Is this a sort of Christian thing to say? It might be a little, even if I am not Christian. By “home,” I don’t mean heaven. I don’t mean Jesus’ open arms, necessarily, as I can’t say I’ve understood exactly what they signify. I mean some sense of peace, some sense of being forgiven. I can’t say I know where these will come from, only that when I listen to this music, I feel their possibility as something real.

These songs bring me back to what originally drew me to this music—this music that none of my friends ever listened to (except maybe when Jack White sang with Loretta, or just after Walk the Line came out). Music that puts words in my mouth and my head that would embarrass us all.

There is a simple acknowledgment of pain and struggle here that speaks to me. Surely most music has that, but this song is the one that draws me in, that changes my experience of that pain. This one comforts me, sings me home.

The people who originally listened to these songs certainly suffered more than I ever have, but I believe the song’s promise applies to me regardless. It doesn’t require of me a childhood in the cotton fields, wifely obedience, or even Sunday church attendance.

It does require something of me, though. It requires that I be honest about what’s in my heart and my soul. That I stop pretending. That I want to find my way home, and that I understand what that really means. And what that means to me is not necessarily something pastoral, or conservative, or even Christian. It’s just a rare feeling of trust that comes over me when I hear it. Trust not so much in my judgment, but something entirely outside of it.
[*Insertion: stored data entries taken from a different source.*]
use solana_program::program_error::ProgramError;
use thiserror::Error;

/// Error conditions raised by the factory and pair engine.
///
/// Every failure aborts the current instruction; Solana's transaction
/// atomicity rolls back all state mutations the instruction performed, so
/// there is no explicit recovery path here.
#[derive(Error, Debug, Clone, Copy, PartialEq, Eq)]
pub enum AmmError {
    /// Reentry attempted while a pair's `unlocked` latch is false.
    #[error("pair is locked")]
    Locked,

    /// A reserve or balance would exceed 2^112 - 1.
    #[error("reserve overflow")]
    Overflow,

    /// `mint` computed zero liquidity to issue.
    #[error("insufficient liquidity minted")]
    InsufficientLiquidityMinted,

    /// `burn` computed a zero amount for one of the two tokens.
    #[error("insufficient liquidity burned")]
    InsufficientLiquidityBurned,

    /// `swap` requested with both outputs zero.
    #[error("insufficient output amount")]
    InsufficientOutputAmount,

    /// `swap` requested an output at or above the corresponding reserve.
    #[error("insufficient liquidity")]
    InsufficientLiquidity,

    /// `swap` recipient equals one of the pair's own reserve tokens.
    #[error("invalid to")]
    InvalidTo,

    /// `swap` settled with both inputs zero.
    #[error("insufficient input amount")]
    InsufficientInputAmount,

    /// Post-swap constant-product invariant violated.
    #[error("k invariant violated")]
    K,

    /// A CPI token transfer did not return success.
    #[error("transfer failed")]
    TransferFailed,

    /// `create_pair` called with identical mints.
    #[error("identical addresses")]
    IdenticalAddresses,

    /// `create_pair` called with the default pubkey as a mint.
    #[error("zero address")]
    ZeroAddress,

    /// A pair already exists for this mint pair.
    #[error("pair exists")]
    PairExists,

    /// Caller is not the factory's `fee_to_setter`.
    #[error("forbidden")]
    Forbidden,

    /// `permit` deadline has passed.
    #[error("permit expired")]
    Expired,

    /// `permit` signature did not recover to the claimed owner.
    #[error("invalid signature")]
    InvalidSignature,

    /// An account passed to an instruction does not match the PDA the
    /// instruction derives from its other inputs.
    #[error("invalid account address")]
    InvalidAccountAddress,

    /// An account's on-chain owner is not this program.
    #[error("invalid account owner")]
    InvalidAccountOwner,

    /// A required signature is missing.
    #[error("missing required signature")]
    MissingSignature,
}

impl AmmError {
    /// Returns a stable numeric code for each error variant, used as the
    /// `ProgramError::Custom` payload so clients can match on it reliably.
    pub fn error_code(&self) -> u32 {
        match self {
            AmmError::Locked => 0,
            AmmError::Overflow => 1,
            AmmError::InsufficientLiquidityMinted => 2,
            AmmError::InsufficientLiquidityBurned => 3,
            AmmError::InsufficientOutputAmount => 4,
            AmmError::InsufficientLiquidity => 5,
            AmmError::InvalidTo => 6,
            AmmError::InsufficientInputAmount => 7,
            AmmError::K => 8,
            AmmError::TransferFailed => 9,
            AmmError::IdenticalAddresses => 10,
            AmmError::ZeroAddress => 11,
            AmmError::PairExists => 12,
            AmmError::Forbidden => 13,
            AmmError::Expired => 14,
            AmmError::InvalidSignature => 15,
            AmmError::InvalidAccountAddress => 16,
            AmmError::InvalidAccountOwner => 17,
            AmmError::MissingSignature => 18,
        }
    }
}

impl From<AmmError> for ProgramError {
    fn from(e: AmmError) -> Self {
        ProgramError::Custom(e.error_code())
    }
}
//! Generic account-shape validation helpers shared by every processor.

use solana_program::{account_info::AccountInfo, program_error::ProgramError, pubkey::Pubkey};

use crate::error::AmmError;

/// Returns `Ok(())` iff `account` signed the transaction.
pub fn validate_signer(account: &AccountInfo) -> Result<(), ProgramError> {
    if !account.is_signer {
        return Err(AmmError::MissingSignature.into());
    }
    Ok(())
}

/// Returns `Ok(())` iff `account` is writable.
pub fn validate_writable(account: &AccountInfo) -> Result<(), ProgramError> {
    if !account.is_writable {
        return Err(ProgramError::InvalidAccountData);
    }
    Ok(())
}

/// Returns `Ok(())` iff `account` is owned by `program_id`.
pub fn validate_owner(account: &AccountInfo, program_id: &Pubkey) -> Result<(), ProgramError> {
    if account.owner != program_id {
        return Err(AmmError::InvalidAccountOwner.into());
    }
    Ok(())
}

/// Returns `Ok(())` iff `account.key` equals the expected derived address.
/// Every PDA passed into an instruction must be checked this way before its
/// data is trusted, since a client can otherwise substitute an attacker-owned
/// account at the same instruction slot.
pub fn validate_pda(account: &AccountInfo, expected: &Pubkey) -> Result<(), ProgramError> {
    if account.key != expected {
        return Err(AmmError::InvalidAccountAddress.into());
    }
    Ok(())
}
That everything, in the end, will come to rest. That everything will end, and that is okay, too. Rarely do I ever feel that way, and that is the gift of these songs.

Part of the beauty of Emmylou Harris is that she gracefully and unassumingly delivers songs like this to people like me—who never have and never will stand in an old Appalachian country church on a hill, but who need their stark, simple assurances all the same.